"I need to broaden my horizons"
About this Quote
"I need to broaden my horizons" is the kind of self-diagnosis that sounds brave while quietly admitting a rut. Coming from a working musician like Trevor Dunn, it reads less like a motivational poster and more like a practical survival tactic. Music careers can calcify fast: you get hired for a sound, a vibe, a reliable set of instincts, and the industry rewards you for repeating the version of yourself that already sells. The line pushes back on that gentle trap.
The phrasing matters. "Need" isn’t curiosity; it’s pressure. It suggests that staying put has started to feel dangerous, even if it’s comfortable. And "broaden" is tellingly modest. He’s not claiming reinvention or rebirth, the usual pop-mythology of the artist. He’s talking about widening the frame: taking in new scenes, new collaborators, new techniques, maybe even genres that would confuse the audience who thinks they already know what he is. Horizons are also visual metaphors, implying distance and scale; you broaden them by moving, by travel, by risk.
There’s subtext here about humility, too. To broaden your horizons is to admit your current ones are limited - by taste, by habit, by fear of looking amateur again. For a seasoned musician, that’s the hard part: choosing to be a beginner on purpose. In a culture that treats artistic identity like a brand, the sentence is quietly radical. It argues that the point isn’t to protect the brand; it’s to keep the instrument - and the person - responsive.
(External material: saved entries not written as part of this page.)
use std::{
    collections::{BTreeSet, HashMap},
    sync::{
        atomic::{AtomicU64, Ordering},
        Arc, Mutex,
    },
};

use anyhow::Result;
use async_trait::async_trait;
use futures::future::{BoxFuture, FutureExt};
use shared::domain::PageKey;
use thiserror::Error;
use tokio::sync::OnceCell;
use tracing::{debug, warn};

use crate::{fetcher::ResourceFetcher, lock, shell::ShellDocument, state::StateStore};

#[derive(Debug, Error)]
pub enum BehaviorError {
    #[error("no behavior registered for page {0}")]
    NotRegistered(PageKey),
    #[error("failed to load behavior for page {page}: {message}")]
    Load { page: PageKey, message: String },
}

/// Everything a page behavior may touch while binding to freshly injected
/// content. `generation` increases every time content for `page` is injected.
#[derive(Clone)]
pub struct PageContext {
    pub page: PageKey,
    pub generation: u64,
    pub state: StateStore,
    pub fetcher: Arc<dyn ResourceFetcher>,
    shell: Arc<dyn ShellDocument>,
    renders: Arc<RenderTracker>,
}

impl PageContext {
    pub fn new(
        page: PageKey,
        generation: u64,
        shell: Arc<dyn ShellDocument>,
        state: StateStore,
        fetcher: Arc<dyn ResourceFetcher>,
        renders: Arc<RenderTracker>,
    ) -> Self {
        Self {
            page,
            generation,
            state,
            fetcher,
            shell,
            renders,
        }
    }

    pub fn shell(&self) -> &Arc<dyn ShellDocument> {
        &self.shell
    }

    pub fn viewport(&self) -> String {
        self.shell.viewport().unwrap_or_default()
    }

    /// Whether the viewport still shows the content this context was built for.
    pub fn is_current(&self) -> bool {
        self.renders.is_current(self.page, self.generation)
    }

    /// Rewrites the viewport if it still holds this context's render.
    /// Returns `false` when newer content has replaced it or `edit` declined.
    pub fn update_viewport<F>(&self, edit: F) -> bool
    where
        F: FnOnce(&str) -> Option<String>,
    {
        self.renders
            .update(self.shell.as_ref(), self.page, self.generation, edit)
    }
}

#[async_trait]
pub trait PageBehavior: Send + Sync {
    async fn activate(&self, context: &PageContext) -> Result<()>;
}

pub type BehaviorLoader =
    Arc<dyn Fn() -> BoxFuture<'static, Result<Arc<dyn PageBehavior>>> + Send + Sync>;

#[derive(Clone, Default)]
pub struct BehaviorRegistry {
    loaders: HashMap<PageKey, BehaviorLoader>,
}

impl BehaviorRegistry {
    pub fn new() -> Self {
        Self::default()
    }

    pub fn register<F>(&mut self, page: PageKey, loader: F) -> &mut Self
    where
        F: Fn() -> BoxFuture<'static, Result<Arc<dyn PageBehavior>>> + Send + Sync + 'static,
    {
        self.loaders.insert(page, Arc::new(loader));
        self
    }

    pub fn register_behavior(&mut self, page: PageKey, behavior: Arc<dyn PageBehavior>) -> &mut Self {
        self.register(page, move || {
            let behavior = Arc::clone(&behavior);
            async move { Ok::<_, anyhow::Error>(behavior) }.boxed()
        })
    }

    pub fn contains(&self, page: PageKey) -> bool {
        self.loaders.contains_key(&page)
    }

    pub async fn load(&self, page: PageKey) -> Result<Arc<dyn PageBehavior>, BehaviorError> {
        let loader = self
            .loaders
            .get(&page)
            .ok_or(BehaviorError::NotRegistered(page))?;
        loader().await.map_err(|err| BehaviorError::Load {
            page,
            message: format!("{err:#}"),
        })
    }
}

type ResidentSlot = Arc<OnceCell<Option<Arc<dyn PageBehavior>>>>;

/// Pages whose behavior has been loaded this session. A page enters the set
/// on its first load attempt, successful or not, and is never loaded again.
#[derive(Default)]
pub struct ActivatedScripts {
    slots: Mutex<HashMap<PageKey, ResidentSlot>>,
}

impl ActivatedScripts {
    pub async fn resident(
        &self,
        registry: &BehaviorRegistry,
        page: PageKey,
    ) -> Option<Arc<dyn PageBehavior>> {
        let slot = {
            let mut slots = lock(&self.slots);
            Arc::clone(slots.entry(page).or_default())
        };
        slot.get_or_init(|| async {
            match registry.load(page).await {
                Ok(behavior) => {
                    debug!(%page, "page behavior loaded");
                    Some(behavior)
                }
                Err(err) => {
                    warn!(%page, error = %err, "page behavior failed to load; not retrying");
                    None
                }
            }
        })
        .await
        .clone()
    }

    pub fn contains(&self, page: PageKey) -> bool {
        lock(&self.slots)
            .get(&page)
            .is_some_and(|slot| slot.initialized())
    }

    pub fn pages(&self) -> BTreeSet<PageKey> {
        lock(&self.slots)
            .iter()
            .filter(|(_, slot)| slot.initialized())
            .map(|(page, _)| *page)
            .collect()
    }
}

#[derive(Default)]
struct RenderState {
    current: Option<(PageKey, u64)>,
    generations: HashMap<PageKey, u64>,
}

/// Owns the main viewport on behalf of the router: every injection bumps
/// the page's render generation under the same lock behaviors use to edit
/// the viewport, so a behavior can never write over newer content.
#[derive(Default)]
pub struct RenderTracker {
    state: Mutex<RenderState>,
}

impl RenderTracker {
    pub fn new() -> Self {
        Self::default()
    }

    pub fn inject(&self, shell: &dyn ShellDocument, page: PageKey, html: &str) -> u64 {
        let mut state = lock(&self.state);
        if !shell.set_viewport(html) {
            warn!(%page, "main viewport is not mounted; content not injected");
        }
        let generation = state.generations.entry(page).or_default();
        *generation += 1;
        let generation = *generation;
        state.current = Some((page, generation));
        generation
    }

    /// Replaces the viewport with markup that belongs to no page render.
    pub fn replace_detached(&self, shell: &dyn ShellDocument, html: &str) -> bool {
        let mut state = lock(&self.state);
        state.current = None;
        shell.set_viewport(html)
    }

    pub fn update<F>(&self, shell: &dyn ShellDocument, page: PageKey, generation: u64, edit: F) -> bool
    where
        F: FnOnce(&str) -> Option<String>,
    {
        let state = lock(&self.state);
        if state.current != Some((page, generation)) {
            return false;
        }
        let Some(current) = shell.viewport() else {
            return false;
        };
        match edit(&current) {
            Some(next) => shell.set_viewport(&next),
            None => false,
        }
    }

    pub fn is_current(&self, page: PageKey, generation: u64) -> bool {
        lock(&self.state).current == Some((page, generation))
    }

    pub fn current(&self) -> Option<(PageKey, u64)> {
        lock(&self.state).current
    }

    pub fn generation(&self, page: PageKey) -> u64 {
        lock(&self.state)
            .generations
            .get(&page)
            .copied()
            .unwrap_or_default()
    }
}

/// Per-behavior idempotency: `begin` succeeds once per render generation.
#[derive(Debug, Default)]
pub struct ActivationGuard {
    last: AtomicU64,
}

impl ActivationGuard {
    pub fn begin(&self, generation: u64) -> bool {
        self.last.swap(generation, Ordering::AcqRel) != generation
    }

    pub fn last(&self) -> u64 {
        self.last.load(Ordering::Acquire)
    }
}

#[cfg(test)]
mod tests {
    use super::*;
    use crate::shell::HeadlessShell;
    use std::sync::atomic::AtomicUsize;

    struct Noop;

    #[async_trait]
    impl PageBehavior for Noop {
        async fn activate(&self, _context: &PageContext) -> Result<()> {
            Ok(())
        }
    }

    #[test]
    fn activation_guard_fires_once_per_generation() {
        let guard = ActivationGuard::default();
        assert!(guard.begin(1));
        assert!(!guard.begin(1));
        assert!(guard.begin(2));
        assert_eq!(guard.last(), 2);
    }

    #[tokio::test]
    async fn failed_loads_are_recorded_and_never_retried() {
        let attempts = Arc::new(AtomicUsize::new(0));
        let mut registry = BehaviorRegistry::new();
        let counter = Arc::clone(&attempts);
        registry.register(PageKey::About, move || {
            counter.fetch_add(1, Ordering::SeqCst);
            async { Err::<Arc<dyn PageBehavior>, _>(anyhow::anyhow!("script missing")) }.boxed()
        });
        registry.register_behavior(PageKey::Home, Arc::new(Noop));

        let scripts = ActivatedScripts::default();
        assert!(scripts.resident(&registry, PageKey::About).await.is_none());
        assert!(scripts.resident(&registry, PageKey::About).await.is_none());
        assert!(scripts.resident(&registry, PageKey::Home).await.is_some());
        assert!(scripts.resident(&registry, PageKey::Contact).await.is_none());

        assert_eq!(attempts.load(Ordering::SeqCst), 1);
        assert_eq!(
            scripts.pages().into_iter().collect::<Vec<_>>(),
            vec![PageKey::Home, PageKey::About, PageKey::Contact]
        );
    }

    #[test]
    fn stale_render_cannot_edit_the_viewport() {
        let shell = HeadlessShell::new();
        let renders = RenderTracker::new();
        let first = renders.inject(&shell, PageKey::Home, "<p>one</p>");
        let second = renders.inject(&shell, PageKey::Home, "<p>two</p>");
        assert_eq!((first, second), (1, 2));

        assert!(!renders.update(&shell, PageKey::Home, first, |_| Some("stale".into())));
        assert!(renders.update(&shell, PageKey::Home, second, |html| Some(html.replace("two", "2"))));
        assert_eq!(shell.viewport().as_deref(), Some("<p>2</p>"));

        renders.replace_detached(&shell, "<p>notice</p>");
        assert_eq!(renders.current(), None);
        assert_eq!(renders.generation(PageKey::Home), 2);
    }
}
The phrasing matters. "Need" isn’t curiosity; it’s pressure. It suggests that staying put has started to feel dangerous, even if it’s comfortable. And "broaden" is tellingly modest. He’s not claiming reinvention or rebirth, the usual pop-mythology of the artist. He’s talking about widening the frame: taking in new scenes, new collaborators, new techniques, maybe even genres that would confuse the audience who thinks they already know what he is. Horizons are also visual metaphors, implying distance and scale; you broaden them by moving, by travel, by risk.
There’s subtext here about humility, too. To broaden your horizons is to admit your current ones are limited - by taste, by habit, by fear of looking amateur again. For a seasoned musician, that’s the hard part: choosing to be a beginner on purpose. In a culture that treats artistic identity like a brand, the sentence is quietly radical. It argues that the point isn’t to protect the brand; it’s to keep the instrument - and the person - responsive.
Quote Details
| Topic | Self-Improvement |
|---|---|
| Source | Help us find the source |
| Cite |
Citation Formats
APA Style (7th ed.)
Dunn, Trevor. (2026, January 16). I need to broaden my horizons. FixQuotes. https://fixquotes.com/quotes/i-need-to-broaden-my-horizons-99620/
Chicago Style
Dunn, Trevor. "I need to broaden my horizons." FixQuotes. January 16, 2026. https://fixquotes.com/quotes/i-need-to-broaden-my-horizons-99620/.
MLA Style (9th ed.)
"I need to broaden my horizons." FixQuotes, 16 Jan. 2026, https://fixquotes.com/quotes/i-need-to-broaden-my-horizons-99620/. Accessed 12 Feb. 2026.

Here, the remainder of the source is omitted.